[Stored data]
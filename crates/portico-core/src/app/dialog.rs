//! Message dialogs

use async_trait::async_trait;
use serde::{Deserialize, Serialize};
use tracing::{error, info, warn};

use crate::error::Result;

#[derive(Debug, Clone, Copy, Default, PartialEq, Eq, Serialize, Deserialize)]
#[serde(rename_all = "lowercase")]
pub enum MessageBoxKind {
    #[default]
    None,
    Info,
    Error,
    Question,
    Warning,
}

#[derive(Debug, Clone, Default, Serialize, Deserialize)]
#[serde(rename_all = "camelCase")]
pub struct MessageBoxOptions {
    #[serde(rename = "type")]
    pub kind: MessageBoxKind,
    pub title: String,
    pub message: String,
    pub buttons: Vec<String>,
    pub default_id: Option<usize>,
    pub checkbox_label: Option<String>,
}

impl MessageBoxOptions {
    /// Informational box with a single "OK" button
    pub fn info(title: impl Into<String>, message: impl Into<String>) -> Self {
        Self {
            kind: MessageBoxKind::Info,
            title: title.into(),
            message: message.into(),
            buttons: vec!["OK".to_string()],
            ..Self::default()
        }
    }
}

/// Outcome of a message box
#[derive(Debug, Clone, Copy, Default, PartialEq, Eq, Serialize, Deserialize)]
#[serde(rename_all = "camelCase")]
pub struct MessageBoxResult {
    /// Index of the clicked button
    pub response: usize,
    pub checkbox_checked: bool,
}

/// Presents dialogs to the user
#[async_trait]
pub trait DialogProvider: Send + Sync {
    async fn show_message_box(&self, options: MessageBoxOptions) -> Result<MessageBoxResult>;
}

/// Headless provider: logs the dialog and answers with the default button
#[derive(Debug, Clone, Copy, Default)]
pub struct LogDialog;

#[async_trait]
impl DialogProvider for LogDialog {
    async fn show_message_box(&self, options: MessageBoxOptions) -> Result<MessageBoxResult> {
        match options.kind {
            MessageBoxKind::Error => error!(title = %options.title, "{}", options.message),
            MessageBoxKind::Warning => warn!(title = %options.title, "{}", options.message),
            _ => info!(title = %options.title, "{}", options.message),
        }
        Ok(MessageBoxResult {
            response: options.default_id.unwrap_or(0),
            checkbox_checked: false,
        })
    }
}

#[cfg(test)]
mod tests {
    use super::*;

    #[tokio::test]
    async fn test_log_dialog_answers_default_button() {
        let mut options = MessageBoxOptions::info("Message", "hi");
        assert_eq!(LogDialog.show_message_box(options.clone()).await.unwrap().response, 0);

        options.buttons.push("Cancel".to_string());
        options.default_id = Some(1);
        assert_eq!(LogDialog.show_message_box(options).await.unwrap().response, 1);
    }

    #[test]
    fn test_result_wire_shape() {
        let json = serde_json::to_value(MessageBoxResult::default()).unwrap();
        assert_eq!(json, serde_json::json!({"response": 0, "checkboxChecked": false}));
    }
}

[What to do] Look through the data and show every line containing "DialogProvider".

[Written response]
pub trait DialogProvider: Send + Sync {
impl DialogProvider for LogDialog {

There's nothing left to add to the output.